This eBook from the Gutenberg Project consists of approximately 1,299 pages of information about The Complete Poems of Henry Wadsworth Longfellow.

And ye who fill the places we once filled,
And follow in the furrows that we tilled,
Young men, whose generous hearts are beating high,
We who are old, and are about to die,
Salute you; hail you; take your hands in ours,
And crown you with our welcome as with flowers! 
How beautiful is youth! how bright it gleams
With its illusions, aspirations, dreams! 
Book of Beginnings, Story without End,
Each maid a heroine, and each man a friend! 
Aladdin’s Lamp, and Fortunatus’ Purse,
That holds the treasures of the universe! 
All possibilities are in its hands,
No danger daunts it, and no foe withstands;
In its sublime audacity of faith,
“Be thou removed!” it to the mountain saith,
And with ambitious feet, secure and proud,
Ascends the ladder leaning on the cloud!

As ancient Priam at the Scaean gate
Sat on the walls of Troy in regal state
With the old men, too old and weak to fight,
Chirping like grasshoppers in their delight
To see the embattled hosts, with spear and shield,
Of Trojans and Achaians in the field;
So from the snowy summits of our years
We see you in the plain, as each appears,
And question of you; asking, “Who is he
That towers above the others?  Which may be
Atreides, Menelaus, Odysseus,
Ajax the great, or bold Idomeneus?”

Let him not boast who puts his armor on
As he who puts it off, the battle done. 
Study yourselves; and most of all note well
Wherein kind Nature meant you to excel. 
Not every blossom ripens into fruit;
Minerva, the inventress of the flute,
Flung it aside, when she her face surveyed
Distorted in a fountain as she played;
The unlucky Marsyas found it, and his fate
Was one to make the bravest hesitate.

Write on your doors the saying wise and old,
“Be bold! be bold!” and everywhere—­“Be bold;
Be not too bold!” Yet better the excess
Than the defect; better the more than less;
Better like Hector in the field to die,
Than like a perfumed Paris turn and fly,

And now, my classmates; ye remaining few
That number not the half of those we knew,
Ye, against whose familiar names not yet
The fatal asterisk of death is set,
Ye I salute!  The horologe of Time
Strikes the half-century with a solemn chime,
And summons us together once again,
The joy of meeting not unmixed with pain.

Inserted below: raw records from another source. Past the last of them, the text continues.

// File: crates/scatter-core/src/chart.rs
// Summary: Chart state machine: axis selection, scale refits, and pure scene computation.

use std::time::Duration;

use crate::dataset::Dataset;
use crate::dimension::{DimensionChoice, XDimension, YDimension};
use crate::error::ChartError;
use crate::layout::{Layout, CIRCLE_RADIUS};
use crate::scale::{self, LinearScale};
use crate::scene::{AxisGroup, Caption, Mark, Scene};
use crate::ticks::{self, X_TICK_COUNT, Y_TICK_COUNT};
use crate::tooltip;
use crate::transition::{MarkMotion, TickMotion, Transition};

/// Explicit chart state: the selected dimension pair, the scale fitted for
/// each, the canvas layout, and the in-flight transition if a selection just
/// changed. Selection changes consume the state and return a new one; a
/// viewport resize drops the state entirely and rebuilds from the dataset.
#[derive(Clone, Debug)]
pub struct ChartState {
    pub x_dim: XDimension,
    pub y_dim: YDimension,
    pub x_scale: LinearScale,
    pub y_scale: LinearScale,
    pub layout: Layout,
    pub transition: Option<Transition>,
    pub hovered: Option<usize>,
}

impl ChartState {
    /// Build the default state (poverty vs obesity) for a dataset.
    pub fn new(dataset: &Dataset, layout: Layout) -> Result<Self, ChartError> {
        let x_dim = XDimension::Poverty;
        let y_dim = YDimension::Obesity;
        let plot = layout.plot();
        let x_scale = scale::fit_x(dataset, x_dim, plot.left as f32, plot.right as f32)?;
        let y_scale = scale::fit_y(dataset, y_dim, plot.top as f32, plot.bottom as f32)?;
        Ok(Self {
            x_dim,
            y_dim,
            x_scale,
            y_scale,
            layout,
            transition: None,
            hovered: None,
        })
    }

    /// Dispatch a caption click to the owning axis group.
    pub fn select(self, dataset: &Dataset, choice: DimensionChoice) -> Result<Self, ChartError> {
        match choice {
            DimensionChoice::X(dim) => self.select_x(dataset, dim),
            DimensionChoice::Y(dim) => self.select_y(dataset, dim),
        }
    }

    /// Re-bind the horizontal axis. The scale is refitted from the unchanged
    /// dataset and every mark animates to its new position together with the
    /// axis ticks. Re-selecting the already-active dimension still recomputes
    /// and redraws.
    pub fn select_x(self, dataset: &Dataset, dim: XDimension) -> Result<Self, ChartError> {
        let plot = self.layout.plot();
        let new_scale = scale::fit_x(dataset, dim, plot.left as f32, plot.right as f32)?;

        let from = positions(dataset, &self.x_scale, &self.y_scale, self.x_dim, self.y_dim);
        let to = positions(dataset, &new_scale, &self.y_scale, dim, self.y_dim);
        let marks = mark_motions(&from, &to);

        let ticks = ticks::ticks_for(&new_scale, X_TICK_COUNT)
            .into_iter()
            .map(|t| TickMotion {
                value: t.value,
                from_px: self.x_scale.to_px(t.value),
                to_px: t.px,
                label: t.label,
            })
            .collect();

        Ok(Self {
            x_dim: dim,
            x_scale: new_scale,
            transition: Some(Transition::new(AxisGroup::X, marks, ticks)),
            ..self
        })
    }

    /// Re-bind the vertical axis; mirrors `select_x`.
    pub fn select_y(self, dataset: &Dataset, dim: YDimension) -> Result<Self, ChartError> {
        let plot = self.layout.plot();
        let new_scale = scale::fit_y(dataset, dim, plot.top as f32, plot.bottom as f32)?;

        let from = positions(dataset, &self.x_scale, &self.y_scale, self.x_dim, self.y_dim);
        let to = positions(dataset, &self.x_scale, &new_scale, self.x_dim, dim);
        let marks = mark_motions(&from, &to);

        let ticks = ticks::ticks_for(&new_scale, Y_TICK_COUNT)
            .into_iter()
            .map(|t| TickMotion {
                value: t.value,
                from_px: self.y_scale.to_px(t.value),
                to_px: t.px,
                label: t.label,
            })
            .collect();

        Ok(Self {
            y_dim: dim,
            y_scale: new_scale,
            transition: Some(Transition::new(AxisGroup::Y, marks, ticks)),
            ..self
        })
    }

    /// Record index under a pointer position, through the current scales.
    pub fn hover_at(&self, dataset: &Dataset, px: f32, py: f32) -> Option<usize> {
        let pts = positions(dataset, &self.x_scale, &self.y_scale, self.x_dim, self.y_dim);
        let mut best: Option<(usize, f32)> = None;
        for (i, (x, y)) in pts.iter().enumerate() {
            let d2 = (x - px) * (x - px) + (y - py) * (y - py);
            if d2 <= CIRCLE_RADIUS * CIRCLE_RADIUS {
                match best {
                    Some((_, bd2)) if bd2 <= d2 => {}
                    _ => best = Some((i, d2)),
                }
            }
        }
        best.map(|(i, _)| i)
    }

    /// Drop a completed transition so callers can stop animating.
    pub fn settle(&mut self) {
        self.transition = None;
    }

    /// Compute everything needed to draw one frame. Pure: no canvas, no
    /// clock; callers pass elapsed time since the last selection change.
    pub fn scene_at(&self, dataset: &Dataset, elapsed: Duration) -> Scene {
        let plot = self.layout.plot();

        let animating = self
            .transition
            .as_ref()
            .filter(|t| !t.is_finished(elapsed));

        // Ticks: the changed axis slides its ticks between the old and new
        // scale projections; the other axis stays put.
        let mut x_ticks = ticks::ticks_for(&self.x_scale, X_TICK_COUNT);
        let mut y_ticks = ticks::ticks_for(&self.y_scale, Y_TICK_COUNT);
        if let Some(tr) = animating {
            let moved = tr
                .ticks
                .iter()
                .zip(tr.tick_positions(elapsed))
                .map(|(k, px)| crate::scene::Tick { value: k.value, px, label: k.label.clone() })
                .collect();
            match tr.axis {
                AxisGroup::X => x_ticks = moved,
                AxisGroup::Y => y_ticks = moved,
            }
        }

        // Marks: interpolated mid-transition, otherwise straight projection.
        let pts = match animating {
            Some(tr) => tr.mark_positions(elapsed),
            None => positions(dataset, &self.x_scale, &self.y_scale, self.x_dim, self.y_dim),
        };
        let marks: Vec<Mark> = dataset
            .records()
            .iter()
            .zip(&pts)
            .enumerate()
            .map(|(i, (r, &(x, y)))| Mark {
                x,
                y,
                abbr: r.abbr.clone(),
                hovered: self.hovered == Some(i),
            })
            .collect();

        let captions = self.captions();

        // Tooltip content closes over the current dimension pair, so it is
        // rebuilt from the live selection on every frame.
        let tooltip = self.hovered.and_then(|i| {
            let record = dataset.records().get(i)?;
            let (mx, my) = *pts.get(i)?;
            Some(tooltip::tooltip_for(
                record,
                self.x_dim,
                self.y_dim,
                mx,
                my - CIRCLE_RADIUS - 5.0,
            ))
        });

        Scene { plot, x_ticks, y_ticks, captions, marks, tooltip }
    }

    /// The six axis captions; exactly one active per group.
    pub fn captions(&self) -> Vec<Caption> {
        let mut out = Vec::with_capacity(6);
        for (slot, dim) in XDimension::ALL.into_iter().enumerate() {
            let (x, y) = self.layout.x_caption_pos(slot);
            out.push(Caption {
                group: AxisGroup::X,
                text: dim.caption(),
                x,
                y,
                rotated: false,
                active: dim == self.x_dim,
            });
        }
        for (slot, dim) in YDimension::ALL.into_iter().enumerate() {
            let (x, y) = self.layout.y_caption_pos(slot);
            out.push(Caption {
                group: AxisGroup::Y,
                text: dim.caption(),
                x,
                y,
                rotated: true,
                active: dim == self.y_dim,
            });
        }
        out
    }
}

/// Project every record through a scale pair.
fn positions(
    dataset: &Dataset,
    x_scale: &LinearScale,
    y_scale: &LinearScale,
    x_dim: XDimension,
    y_dim: YDimension,
) -> Vec<(f32, f32)> {
    dataset
        .records()
        .iter()
        .map(|r| (x_scale.to_px(x_dim.value_of(r)), y_scale.to_px(y_dim.value_of(r))))
        .collect()
}

fn mark_motions(from: &[(f32, f32)], to: &[(f32, f32)]) -> Vec<MarkMotion> {
    from.iter()
        .zip(to)
        .map(|(&f, &t)| MarkMotion { from: f, to: t })
        .collect()
}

Where are the others?  Voices from the deep
Caverns of darkness answer me:  “They sleep!”
I name no names; instinctively I feel
Each at some well-remembered grave will kneel,
And from the inscription wipe the weeds and moss,
For every heart best knoweth its own loss. 
I see their scattered gravestones gleaming white
Through the pale dusk of the impending night;
O’er all alike the impartial sunset throws
Its golden lilies mingled with the rose;
We give to each a tender thought, and pass
Out of the graveyards with their tangled grass,
Unto these scenes frequented by our feet
When we were young, and life was fresh and sweet.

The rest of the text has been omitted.